Deforming region support

[rjksmith]

A deforming region is one whose boundary includes vertices that change location over time relative to each other. An oil slick is a real world example of this.

Such features can be represented using WebVMT with the interpolation enhancement proposed at TPAC 2020. As a simple example:

WEBVMT

NOTE Start with isosceles triangle at t = 1
     Deform to right-angled triangle at t = 5
     First two points remain static, third point changes

00:00:01.000 —> 00:00:05.000
{"polygon": {"points": [
  {"lat": 50.0, "lng": 0.1},
  {"lat": 50.0, "lng": 0.5},
  {"lat": 50.4, "lng": 0.3}
]}}
{"interp": {"to": {"points": [
  {"lat": 50.0, "lng": 0.1},
  {"lat": 50.0, "lng": 0.5},
  {"lat": 50.4, "lng": 0.1}
]}}}

cc @mahmsakr

[mahmsakr]

This solves a special case of deforming regions, where it is guaranteed that the number and the ordering of the region vertices remains the same across snapshots.
A "general" deforming region would change location, shape, number of vertices, and even number of faces and holes. For example an oil spill may be decomposed into multiple smaller spills.

[rjksmith]

I agree - the number and order of vertices must be the same. However, this special case can be generalised as follows.

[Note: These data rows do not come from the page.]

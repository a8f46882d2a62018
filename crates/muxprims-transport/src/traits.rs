use std::io::{Read, Write};

use crate::error::Result;

/// Readable half of a split [`IpcStream`].
pub type ReadHalf = Box<dyn Read + Send>;

/// Writable half of a split [`IpcStream`].
pub type WriteHalf = Box<dyn Write + Send>;

/// A connected duplex byte stream — implements Read + Write.
///
/// The multiplexer reads and writes from two different threads, so the
/// stream is normally consumed with [`IpcStream::into_split`].
pub struct IpcStream {
    inner: IpcStreamInner,
}

enum IpcStreamInner {
    #[cfg(unix)]
    Unix(std::os::unix::net::UnixStream),
    Pipes {
        kind: &'static str,
        reader: ReadHalf,
        writer: WriteHalf,
    },
}

impl Read for IpcStream {
    fn read(&mut self, buf: &mut [u8]) -> std::io::Result<usize> {
        match &mut self.inner {
            #[cfg(unix)]
            IpcStreamInner::Unix(stream) => stream.read(buf),
            IpcStreamInner::Pipes { reader, .. } => reader.read(buf),
        }
    }
}

impl Write for IpcStream {
    fn write(&mut self, buf: &[u8]) -> std::io::Result<usize> {
        match &mut self.inner {
            #[cfg(unix)]
            IpcStreamInner::Unix(stream) => stream.write(buf),
            IpcStreamInner::Pipes { writer, .. } => writer.write(buf),
        }
    }

    fn flush(&mut self) -> std::io::Result<()> {
        match &mut self.inner {
            #[cfg(unix)]
            IpcStreamInner::Unix(stream) => stream.flush(),
            IpcStreamInner::Pipes { writer, .. } => writer.flush(),
        }
    }
}

impl IpcStream {
    /// Wrap a connected Unix domain socket stream.
    #[cfg(unix)]
    pub fn from_unix(stream: std::os::unix::net::UnixStream) -> Self {
        Self {
            inner: IpcStreamInner::Unix(stream),
        }
    }

    /// Build a stream from two independent one-way pipes.
    pub fn from_pipes(
        reader: impl Read + Send + 'static,
        writer: impl Write + Send + 'static,
    ) -> Self {
        Self::pipes("pipes", Box::new(reader), Box::new(writer))
    }

    /// This process's own stdin (read) and stdout (write).
    ///
    /// Anything else printed to stdout corrupts the stream; log to stderr.
    pub fn stdio() -> Self {
        Self::pipes(
            "stdio",
            Box::new(std::io::stdin()),
            Box::new(std::io::stdout()),
        )
    }

    pub(crate) fn pipes(kind: &'static str, reader: ReadHalf, writer: WriteHalf) -> Self {
        Self {
            inner: IpcStreamInner::Pipes {
                kind,
                reader,
                writer,
            },
        }
    }

    /// Short transport name for diagnostics.
    pub fn kind(&self) -> &'static str {
        match &self.inner {
            #[cfg(unix)]
            IpcStreamInner::Unix(_) => "unix",
            IpcStreamInner::Pipes { kind, .. } => kind,
        }
    }

    /// Split into independently owned read and write halves.
    ///
    /// Socket streams are duplicated (a new file descriptor for the read
    /// half); pipe pairs are simply separated. Dropping a socket's write half
    /// shuts down the write direction so the peer sees EOF even while the
    /// read half is still open.
    pub fn into_split(self) -> Result<(ReadHalf, WriteHalf)> {
        match self.inner {
            #[cfg(unix)]
            IpcStreamInner::Unix(stream) => {
                let reader = stream.try_clone()?;
                Ok((Box::new(reader), Box::new(UnixWriteHalf(stream))))
            }
            IpcStreamInner::Pipes { reader, writer, .. } => Ok((reader, writer)),
        }
    }

    /// Get the credentials of the connected peer (Linux sockets only).
    ///
    /// Returns `(uid, gid, pid)` via `SO_PEERCRED`, or `None` if unavailable.
    #[cfg(target_os = "linux")]
    pub fn peer_credentials(&self) -> Option<(u32, u32, u32)> {
        use std::os::fd::AsRawFd;

        let fd = match &self.inner {
            IpcStreamInner::Unix(stream) => stream.as_raw_fd(),
            IpcStreamInner::Pipes { .. } => return None,
        };

        let mut cred = libc::ucred {
            pid: 0,
            uid: 0,
            gid: 0,
        };
        let mut len = std::mem::size_of::<libc::ucred>() as libc::socklen_t;

        // SAFETY: `cred` and `len` are valid writable pointers for the provided sizes,
        // and `fd` is an open Unix socket descriptor owned by this stream.
        let rc = unsafe {
            libc::getsockopt(
                fd,
                libc::SOL_SOCKET,
                libc::SO_PEERCRED,
                (&mut cred as *mut libc::ucred).cast::<libc::c_void>(),
                &mut len,
            )
        };

        if rc == 0 && len as usize == std::mem::size_of::<libc::ucred>() {
            Some((cred.uid, cred.gid, cred.pid as u32))
        } else {
            None
        }
    }

    /// Get the credentials of the connected peer.
    ///
    /// Returns `None` on platforms that do not expose peer credentials.
    #[cfg(not(target_os = "linux"))]
    pub fn peer_credentials(&self) -> Option<(u32, u32, u32)> {
        None
    }
}

#[cfg(unix)]
struct UnixWriteHalf(std::os::unix::net::UnixStream);

#[cfg(unix)]
impl Write for UnixWriteHalf {
    fn write(&mut self, buf: &[u8]) -> std::io::Result<usize> {
        self.0.write(buf)
    }

    fn flush(&mut self) -> std::io::Result<()> {
        self.0.flush()
    }
}

#[cfg(unix)]
impl Drop for UnixWriteHalf {
    fn drop(&mut self) {
        let _ = self.0.shutdown(std::net::Shutdown::Write);
    }
}

impl std::fmt::Debug for IpcStream {
    fn fmt(&self, f: &mut std::fmt::Formatter<'_>) -> std::fmt::Result {
        f.debug_struct("IpcStream")
            .field("type", &self.kind())
            .finish()
    }
}
//! `tokio_util::codec` adapter for the mux frame format.

use bytes::BytesMut;
use tokio_util::codec::{Decoder, Encoder};

use crate::codec::{decode_frame, encode_frame, Frame, FrameConfig};
use crate::error::FrameError;

/// Frame codec for use with `FramedRead` / `FramedWrite`.
#[derive(Debug, Clone, Default)]
pub struct MuxCodec {
    config: FrameConfig,
}

impl MuxCodec {
    pub fn new() -> Self {
        Self::default()
    }

    pub fn with_config(config: FrameConfig) -> Self {
        Self { config }
    }
}

impl Decoder for MuxCodec {
    type Item = Frame;
    type Error = FrameError;

    fn decode(&mut self, src: &mut BytesMut) -> Result<Option<Self::Item>, Self::Error> {
        decode_frame(src, self.config.max_payload_size)
    }

    fn decode_eof(&mut self, src: &mut BytesMut) -> Result<Option<Self::Item>, Self::Error> {
        match self.decode(src)? {
            Some(frame) => Ok(Some(frame)),
            None if src.is_empty() => Ok(None),
            None => Err(FrameError::ConnectionClosed),
        }
    }
}

impl Encoder<Frame> for MuxCodec {
    type Error = FrameError;

    fn encode(&mut self, item: Frame, dst: &mut BytesMut) -> Result<(), Self::Error> {
        encode_frame(&item, dst)
    }
}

Generalised Deforming Region Without Holes

Consider two consecutive observations of a deforming region at times A and B. For simplicity, assume there are no holes, though this method can be extended to include them too.

1. To deform the region smoothly, a one-to-one mapping must be created between the vertices at time A and those at time B.
2. By definition, vertices are ordered consecutively around each region's perimeter.
3. In the special case where both observations have an equal number of vertices, the same start vertex can be chosen at times A and B without loss of generalisation. Hence, the vertices are in the same order and can be successfully deformed by interpolation.
4. If the observations have different numbers of vertices, the best one-to-one mapping can be chosen from a subset and then extra 'redundant' vertices, i.e. concurrent with the face between two vertices, can be inserted so both observations have an equal number of vertices and proceed as above.

WEBVMT

NOTE Start with isosceles triangle at t = 1
     Deform to square at t = 5
     Include redundant second point at t = 1 for deforming region
     First & third points change, second & fourth remain static

00:00:01.000 —> 00:00:05.000
{"polygon": {"points": [
  {"lat": 50.0, "lng": 0.1},
  {"lat": 50.0, "lng": 0.3},
  {"lat": 50.0, "lng": 0.5},
  {"lat": 50.4, "lng": 0.3}
]}}
{"interp": {"to": {"points": [
  {"lat": 50.2, "lng": 0.1},
  {"lat": 50.0, "lng": 0.3},
  {"lat": 50.2, "lng": 0.5},
  {"lat": 50.4, "lng": 0.3}
]}}}

Generalised Deforming Region With Holes

WebVMT does not currently support holes in regions, but this feature would be simple to add and could support deforming regions using a similar method to that above. In this case, both regions must have the same number of holes though 'redundant' holes, i.e. a hole where all vertices are concurrent, could be inserted to support events when existing holes close or new holes open.